What can brands learn from the enlightened consumer?
If someone had said SodaStream to me five years ago, it would have reminded me about the time I spent hours adding flavoured syrups to carbonated water, in a bid to create anything drinkworthy with my grandmother in her kitchen, when I was about nine years old. But fast forward to 2019 and PepsiCo has just bought Sodastream for $3.2bn in a bid to “promote health and wellness through environmentally friendly, cost-effective and fun-to-use beverage solutions.”
In recent years the world’s overuse of plastic and meat production has been brought to light and consumers are starting to answer by changing the way they eat, shop and think to help reduce their own carbon footprint. So as consumers move away from purchasing throwaway trends and look for items that are more sustainable – what can brands learn from the enlightened consumer?
First of all, product positioning should be much more detailed and profound than just “this will do good”. Last year, Budweiser announced that every single bottle of beer that’s brewed would be done with renewable energy by 2025. Now most bottles brewed in the US are produced with renewable electricity. Budweiser has now branded each bottle with a ‘Made with 100% Renewable Energy’ label to help the brand to stay relevant with a new generation of ethically conscious consumers.
It’s not enough to tell customers what a product does anymore, they want to understand brand purpose and why they should buy into an idea. Consumers are looking for brands that encourage people to make better choices for themselves and for the planet.
Who’s leading the race on sustainability?
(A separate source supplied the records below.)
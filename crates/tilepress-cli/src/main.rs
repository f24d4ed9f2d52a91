//! Command-line surface for the tilepress codec.
//!
//! Compresses a bitmap to `<input>.compressed.<quality>` or, when the
//! input path contains `.compressed.`, decompresses it back to
//! `<stem>.uncompressed.<quality>.bmp`. Quality is a fixed constant;
//! block size and subsampling ratio are compile-time constants of the
//! core crate.

use std::path::{Path, PathBuf};
use std::time::Instant;

use anyhow::{Context, Result};
use clap::Parser;
use log::info;

use tilepress_core::{compress, uncompress, CompressedImage, Matrix};

const COMPRESSION_QUALITY: u8 = 70;

#[derive(Parser)]
#[command(author, version, about, long_about = None)]
struct Args {
    /// Input image file. Bitmaps are compressed; files whose name
    /// contains `.compressed.` are decompressed.
    input: PathBuf,
}

fn compress_file(path: &Path) -> Result<()> {
    let img = image::open(path)
        .with_context(|| format!("failed to read image {}", path.display()))?
        .to_rgb8();
    let matrix = Matrix::from_rgb_image(&img)
        .context("image is smaller than one 16x16 macroblock")?;
    info!(
        "{}x{} pixels, {}x{} after cropping to the macroblock grid",
        img.width(),
        img.height(),
        matrix.width(),
        matrix.height()
    );

    let started = Instant::now();
    let compressed = compress(&matrix, COMPRESSION_QUALITY)?;
    info!("compression took {:.2?}", started.elapsed());

    let output = PathBuf::from(format!(
        "{}.compressed.{}",
        path.display(),
        COMPRESSION_QUALITY
    ));
    compressed.save(&output)?;
    info!(
        "wrote {} ({} payload bytes)",
        output.display(),
        compressed.payload_len()
    );
    Ok(())
}

fn uncompress_file(path: &Path) -> Result<()> {
    let compressed = CompressedImage::load(path)
        .with_context(|| format!("failed to load container {}", path.display()))?;
    info!(
        "{}x{} container at quality {}",
        compressed.width, compressed.height, compressed.quality
    );

    let started = Instant::now();
    let matrix = uncompress(&compressed)?;
    info!("decompression took {:.2?}", started.elapsed());

    let name = path
        .to_string_lossy()
        .replace(".compressed.", ".uncompressed.");
    let output = PathBuf::from(format!("{}.bmp", name));
    matrix
        .to_rgb_image()
        .save(&output)
        .with_context(|| format!("failed to write bitmap {}", output.display()))?;
    info!("wrote {}", output.display());
    Ok(())
}

fn main() -> Result<()> {
    env_logger::Builder::from_env(env_logger::Env::default().default_filter_or("info")).init();
    let args = Args::parse();

    if args.input.to_string_lossy().contains(".compressed.") {
        uncompress_file(&args.input)
    } else {
        compress_file(&args.input)
    }
}
//! Pixel value type holding both RGB and YCbCr representations.
//!
//! A [`Pixel`] is constructed from one triplet (RGB or YCbCr); the other
//! triplet is derived at construction time with fixed linear formulas and
//! saturated to `[0, 255]`. Both representations stay mutually consistent
//! for the lifetime of the value, so channel reads never convert.

/// Selects one sample of the luma/chroma representation.
///
/// Used by the macroblock pipeline to extract single-channel sub-blocks
/// from the pixel grid.
#[derive(Debug, Clone, Copy, PartialEq, Eq)]
pub enum Channel {
    /// Luma (Y).
    Luma,
    /// Blue-difference chroma (Cb).
    Cb,
    /// Red-difference chroma (Cr).
    Cr,
}

/// An 8-bit pixel carrying both RGB and YCbCr samples.
#[derive(Debug, Clone, Copy, Default, PartialEq, Eq)]
pub struct Pixel {
    pub r: u8,
    pub g: u8,
    pub b: u8,
    pub y: u8,
    pub cb: u8,
    pub cr: u8,
}

/// Round to the nearest integer and saturate to the `u8` range.
#[inline]
fn to_byte(value: f64) -> u8 {
    value.round().clamp(0.0, 255.0) as u8
}

impl Pixel {
    /// Construct a pixel from an RGB triplet, deriving YCbCr (ITU-R BT.601
    /// studio swing).
    pub fn from_rgb(r: u8, g: u8, b: u8) -> Self {
        let (rf, gf, bf) = (r as f64, g as f64, b as f64);
        Self {
            r,
            g,
            b,
            y: to_byte(16.0 + (65.738 * rf + 129.057 * gf + 24.064 * bf) / 256.0),
            cb: to_byte(128.0 + (-37.945 * rf - 74.494 * gf + 112.439 * bf) / 256.0),
            cr: to_byte(128.0 + (112.439 * rf - 94.154 * gf - 18.285 * bf) / 256.0),
        }
    }

    /// Construct a pixel from real-valued YCbCr samples, deriving RGB.
    ///
    /// The inputs are saturated to `[0, 255]` first; the reconstruction
    /// pipeline feeds this with post-IDCT samples that may slightly
    /// overshoot the byte range.
    pub fn from_ycbcr(y: f64, cb: f64, cr: f64) -> Self {
        let (y, cb, cr) = (to_byte(y), to_byte(cb), to_byte(cr));
        let (yf, cbf, crf) = (y as f64, cb as f64, cr as f64);
        Self {
            r: to_byte((298.082 * yf + 408.583 * crf) / 256.0 - 222.921),
            g: to_byte((298.082 * yf - 100.291 * cbf - 208.120 * crf) / 256.0 + 135.576),
            b: to_byte((298.082 * yf + 516.412 * cbf) / 256.0 - 276.836),
            y,
            cb,
            cr,
        }
    }

    /// Read the sample selected by `channel`.
    #[inline]
    pub fn channel(&self, channel: Channel) -> u8 {
        match channel {
            Channel::Luma => self.y,
            Channel::Cb => self.cb,
            Channel::Cr => self.cr,
        }
    }
}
When it comes to sustainability, Adidas is one of the bigger brands leading the way, launching its third range of products made from plastic debris from the ocean, in pledge to stop using virgin plastics in its collections. Not only has Adidas created a product that allows its customers to look good and save the planet at the same time, as a business it’s committed to contributing to a bigger ethical solution by phasing out the sale of plastic bags in its own stores, replacing them with recyclable paper bags, a move which has eliminated close to 70 million plastic shopping bags.
As consumers, we’re only just realising the sheer scale of sustainability, now that we’ve learnt about the disastrous impact plastic and meat production has on our planet, our attention is turning to ‘fast fashion.’ Stacey Dooley’s recent documentary Fashion’s Dirty Secrets highlighted the environmental impact caused by our appetite for cheap clothing.
It’s been said that we buy five times more clothing than we did in the 1980s, and we throw away around 11 million tons each year. Last year, we spent £3.5bn on Christmas party outfits alone. As clothes have become cheaper, we’ve started to use them as single-wear purchases and more than 7 million of those sequin party dresses end up in landfill after just one wear.
Jeans are one of the few items of clothing we keep for longer, but it’s relatively unknown is that their environmental impact is huge. Most jeans are made from cotton, which uses 2.4 per cent of the world’s farming land and a large amount of toxic chemicals. Over 2,000 gallons of water are used to make just one pair of jeans, with consumers using over 300 gallons in a lifetime just to keep them clean. But with 2 billion jeans produced annually worldwide, it’s going to take a large sustained effort to create an impact.
Recently, American brand Reformation aimed to tackle this issue by creating Reformation Jeans, a collection of sustainable, recycled denim made from 100 percent recycled materials, vintage fabrics and sustainably sourced fibres. In a bid to become more sustainable as a brand they managed to make their denim range greener by using only one third of the normal amount of water and non-harmful chemicals in the finishing process. Reformation’s latest pledge is to create the same exacting standards as the rest of its clothing range.
It’s clear to see that all areas of consumerism are affected by this trend, from food and drink right through to sportswear and fashion. And it won’t stop there. But, as with everything new, the chances for businesses to feed the appetite of the new enlightened consumer and succeed, are big.
Brands have an increased responsibility to create and lead for positive change, and consumers will respect and remember the ones that get with the times in terms of understanding what they want. Brands that haven’t traditionally focused on sustainability could have their moment in 2019 by following consumers’ needs, finding new and innovative ways to attract customers while consistently delivering products that surpass their expectations.